- Iron Man 3 (2013)
Not everyone liked the fact that (spoiler warning) Ben Kingsley’s fearsome Mandarin turns out to be just a low-grade actor with an eye for easy cash. But for me, it worked. Mostly. Moreover, I really liked the idea of Downey’s Tony Stark trying to be a hero without his Iron Man suit—and the wise-cracking relationship he has with the kid Harley Keener (Ty Simpkins). The latter would foreshadow the mentor-mentee relationship Stark develops with a young Peter Parker later.
- Captain Marvel (2019)
Captain Marvel’s not a bad film, but it might be the most overrated one in the MCU canon. While I thought Brie Larson did a fine job with the main character, infusing Carol Danvers with a wry sense of humor, the character itself felt just too powerful for her own good. And, more than any of the films that came before, Captain Marvel felt more like a bridge movie than a stand-alone story—a way to introduce a game-changing player just in time for Avengers: Endgame. I’m looking forward to see how Marvel develops this character in the future, but Ms. Marvel’s first entry fell a little short.
- Thor (2011)
- Ant-Man and the Wasp (2018)
Ah, the Ant-Man movies. In a cinematic universe brimming with cosmic-crushing forces and larger-than-life superheroes, Ant-Man’s entries feel, appropriately, smaller. Sillier. Less consequential. But while Paul Rudd’s Ant-Man may not have the gravitas of some others in the MCU, his heart—especially his commitment to his daughter—more than makes up for it. I hope that Evangeline Lilly’s Wasp character (ahem) grows in the movies to come.
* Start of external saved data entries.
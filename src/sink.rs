// SPDX-License-Identifier: MIT OR Apache-2.0
// Copyright (c) 2026 flowline contributors

//! Sink capability
//!
//! A sink fully consumes a stream for a side effect: printing, writing a
//! file, or capturing items in memory. Side-effect resources are scoped to
//! the `write` call and released on all exit paths.

use std::fmt::Display;
use std::fs::File;
use std::io::{BufWriter, Write};
use std::path::PathBuf;
use std::sync::{Arc, Mutex};

use async_trait::async_trait;
use futures::stream::StreamExt;
use tokio::io::AsyncWriteExt;

use crate::errors::FlowlineResult;
use crate::stream::{AsyncItemStream, ItemStream};

/// Capability consuming a stream fully for a side effect.
///
/// Implementations must consume every item, in the order received.
pub trait Sink<T> {
    /// Consume the stream, performing the side effect once per item.
    fn write(&mut self, input: ItemStream<T>) -> FlowlineResult<()>;
}

/// Asynchronous counterpart of [`Sink`]; each item consumption is a
/// suspension point.
#[async_trait]
pub trait AsyncSink<T>: Send {
    /// Consume the stream, performing the side effect once per item.
    async fn write(&mut self, input: AsyncItemStream<T>) -> FlowlineResult<()>;
}

/// Prints each item to stdout.
pub struct ConsoleSink;

impl<T: Display> Sink<T> for ConsoleSink {
    fn write(&mut self, input: ItemStream<T>) -> FlowlineResult<()> {
        for item in input {
            println!("{item}");
        }
        Ok(())
    }
}

/// Writes each item to a file, one item per line. The file is created (or
/// truncated) when `write` is called, not when the sink is constructed.
pub struct FileSink {
    path: PathBuf,
}

impl FileSink {
    /// Create a sink writing to the given path.
    pub fn new(path: impl Into<PathBuf>) -> Self {
        Self { path: path.into() }
    }
}

impl<T: Display> Sink<T> for FileSink {
    fn write(&mut self, input: ItemStream<T>) -> FlowlineResult<()> {
        let mut out = BufWriter::new(File::create(&self.path)?);
        for item in input {
            writeln!(out, "{item}")?;
        }
        out.flush()?;
        Ok(())
    }
}

/// Captures items in memory behind a shared handle, so they remain
/// inspectable after the sink has been moved into a pipeline.
pub struct MemorySink<T> {
    items: Arc<Mutex<Vec<T>>>,
}

impl<T> MemorySink<T> {
    /// Create an empty capture sink.
    pub fn new() -> Self {
        Self {
            items: Arc::new(Mutex::new(Vec::new())),
        }
    }

    /// Shared handle to the captured items.
    pub fn handle(&self) -> Arc<Mutex<Vec<T>>> {
        Arc::clone(&self.items)
    }
}

impl<T> Default for MemorySink<T> {
    fn default() -> Self {
        Self::new()
    }
}

impl<T> Sink<T> for MemorySink<T> {
    fn write(&mut self, input: ItemStream<T>) -> FlowlineResult<()> {
        // A poisoned lock only means some other holder panicked; the
        // captured items are still usable.
        let mut items = self.items.lock().unwrap_or_else(|e| e.into_inner());
        items.extend(input);
        Ok(())
    }
}

/// Asynchronous variant of [`ConsoleSink`].
pub struct AsyncConsoleSink;

#[async_trait]
impl<T: Display + Send + 'static> AsyncSink<T> for AsyncConsoleSink {
    async fn write(&mut self, mut input: AsyncItemStream<T>) -> FlowlineResult<()> {
        while let Some(item) = input.next().await {
            println!("{item}");
        }
        Ok(())
    }
}

/// Asynchronous variant of [`FileSink`], one item per line via `tokio::fs`.
pub struct AsyncFileSink {
    path: PathBuf,
}

impl AsyncFileSink {
    /// Create a sink writing to the given path.
    pub fn new(path: impl Into<PathBuf>) -> Self {
        Self { path: path.into() }
    }
}

#[async_trait]
impl<T: Display + Send + 'static> AsyncSink<T> for AsyncFileSink {
    async fn write(&mut self, mut input: AsyncItemStream<T>) -> FlowlineResult<()> {
        let file = tokio::fs::File::create(&self.path).await?;
        let mut out = tokio::io::BufWriter::new(file);
        while let Some(item) = input.next().await {
            out.write_all(format!("{item}\n").as_bytes()).await?;
        }
        out.flush().await?;
        Ok(())
    }
}

/// Asynchronous variant of [`MemorySink`].
pub struct AsyncMemorySink<T> {
    items: Arc<Mutex<Vec<T>>>,
}

impl<T> AsyncMemorySink<T> {
    /// Create an empty capture sink.
    pub fn new() -> Self {
        Self {
            items: Arc::new(Mutex::new(Vec::new())),
        }
    }

    /// Shared handle to the captured items.
    pub fn handle(&self) -> Arc<Mutex<Vec<T>>> {
        Arc::clone(&self.items)
    }
}

impl<T> Default for AsyncMemorySink<T> {
    fn default() -> Self {
        Self::new()
    }
}

#[async_trait]
impl<T: Send> AsyncSink<T> for AsyncMemorySink<T> {
    async fn write(&mut self, mut input: AsyncItemStream<T>) -> FlowlineResult<()> {
        while let Some(item) = input.next().await {
            let mut items = self.items.lock().unwrap_or_else(|e| e.into_inner());
            items.push(item);
        }
        Ok(())
    }
}
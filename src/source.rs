// SPDX-License-Identifier: MIT OR Apache-2.0
// Copyright (c) 2026 flowline contributors

//! Source capability
//!
//! A source produces one stream of items per pipeline run. It is invoked
//! exactly once by `run` and must not depend on the pipeline's step list.

use async_trait::async_trait;

use crate::errors::FlowlineResult;
use crate::stream::{self, AsyncItemStream, ItemStream};

/// Capability producing one lazy stream of items per run.
///
/// Failures during reading (e.g. a missing file) propagate unchanged
/// through the pipeline.
pub trait Source<T> {
    /// Produce a fresh stream of items.
    fn read(&mut self) -> FlowlineResult<ItemStream<T>>;
}

/// Asynchronous counterpart of [`Source`].
#[async_trait]
pub trait AsyncSource<T>: Send {
    /// Produce a fresh asynchronous stream of items.
    async fn read(&mut self) -> FlowlineResult<AsyncItemStream<T>>;
}

/// In-memory source backed by a `Vec`.
pub struct VecSource<T> {
    items: Vec<T>,
}

impl<T> VecSource<T> {
    /// Create a source over the given items.
    pub fn new(items: Vec<T>) -> Self {
        Self { items }
    }
}

impl<T: Clone + 'static> Source<T> for VecSource<T> {
    fn read(&mut self) -> FlowlineResult<ItemStream<T>> {
        Ok(stream::from_vec(self.items.clone()))
    }
}

/// In-memory asynchronous source backed by a `Vec`; yields one item per
/// suspension point.
pub struct AsyncVecSource<T> {
    items: Vec<T>,
}

impl<T> AsyncVecSource<T> {
    /// Create an asynchronous source over the given items.
    pub fn new(items: Vec<T>) -> Self {
        Self { items }
    }
}

#[async_trait]
impl<T: Clone + Send + 'static> AsyncSource<T> for AsyncVecSource<T> {
    async fn read(&mut self) -> FlowlineResult<AsyncItemStream<T>> {
        Ok(stream::from_vec_async(self.items.clone()))
    }
}

#[cfg(test)]
mod tests {
    use super::*;

    #[test]
    fn test_vec_source_yields_items_in_order() {
        let mut source = VecSource::new(vec!["a", "b", "c"]);
        let items = stream::drain(source.read().unwrap());
        assert_eq!(items, vec!["a", "b", "c"]);
    }

    #[test]
    fn test_vec_source_read_is_repeatable() {
        let mut source = VecSource::new(vec![1, 2]);
        assert_eq!(stream::drain(source.read().unwrap()), vec![1, 2]);
        assert_eq!(stream::drain(source.read().unwrap()), vec![1, 2]);
    }

    #[test]
    fn test_async_vec_source_yields_items_in_order() {
        let mut source = AsyncVecSource::new(vec![1, 2, 3]);
        let items = tokio_test::block_on(async {
            stream::drain_async(source.read().await.unwrap()).await
        });
        assert_eq!(items, vec![1, 2, 3]);
    }
}
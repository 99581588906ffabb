// SPDX-License-Identifier: MIT OR Apache-2.0
// Copyright (c) 2026 flowline contributors

//! # flowline - Declarative Data Pipelines
//!
//! `flowline` composes a source, zero or more transforms, and one or more
//! sinks into a declaratively built, lazily executed pipeline.
//!
//! ## Features
//!
//! - **Fluent builder** - Chain `add` and `to` calls, then `run` once
//! - **Lazy streaming** - Work happens only as each step pulls items
//! - **Branch-safe** - Intermediate sinks materialize the stream once, so
//!   every consumer sees identical, complete data
//! - **Async counterpart** - The same fold over asynchronous streams under
//!   single-threaded cooperative scheduling
//!
//! ## Quick Start
//!
//! ```
//! use flowline::{FnTransform, MemorySink, Pipeline, VecSource};
//!
//! let sink = MemorySink::new();
//! let seen = sink.handle();
//!
//! let mut pipeline = Pipeline::new(VecSource::new(vec![
//!     "hello".to_string(),
//!     "world".to_string(),
//! ]))
//! .add(FnTransform::map(|s: String| s.to_uppercase()))
//! .to(sink);
//!
//! pipeline.run().unwrap();
//!
//! assert_eq!(*seen.lock().unwrap(), vec!["HELLO".to_string(), "WORLD".to_string()]);
//! ```

pub mod errors;
pub mod pipeline;
pub mod sink;
pub mod source;
pub mod stream;
pub mod transform;

// Re-export commonly used types
pub use errors::{FlowlineError, FlowlineResult};
pub use pipeline::{AsyncPipeline, AsyncStep, Pipeline, PipelineState, Step};
pub use sink::{
    AsyncConsoleSink, AsyncFileSink, AsyncMemorySink, AsyncSink, ConsoleSink, FileSink,
    MemorySink, Sink,
};
pub use source::{AsyncSource, AsyncVecSource, Source, VecSource};
pub use stream::{AsyncItemStream, ItemStream};
pub use transform::{AsyncFnTransform, AsyncTransform, FnTransform, Transform};

/// Library version
pub const VERSION: &str = env!("CARGO_PKG_VERSION");

/// Install a tracing subscriber for the test suite, honoring `RUST_LOG`.
/// Safe to call from every test; repeat installs are ignored.
#[cfg(test)]
pub(crate) fn init_test_tracing() {
    use tracing_subscriber::{layer::SubscriberExt, util::SubscriberInitExt};

    let _ = tracing_subscriber::registry()
        .with(
            tracing_subscriber::EnvFilter::try_from_default_env()
                .unwrap_or_else(|_| "flowline=info".into()),
        )
        .with(tracing_subscriber::fmt::layer().with_target(false))
        .try_init();
}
- Spider-Man: Far from Home (2019)
The newest MCU film is as much a love story as it is a superhero flick—a vibe we saw in Spider-Man: Homecoming, too. But here, the action feels almost like an afterthought. The romance between Peter Parker (Tom Holland) and M.J. (Zendaya) takes the spotlight, leaving Jake Gyllenhaal’s Mysterio and the rather cookie-cutter Elementals out in the shadows. And, like Captain Marvel, it suffers a bit in its proximity (both in narrative and on our real-world calendar) to Endgame.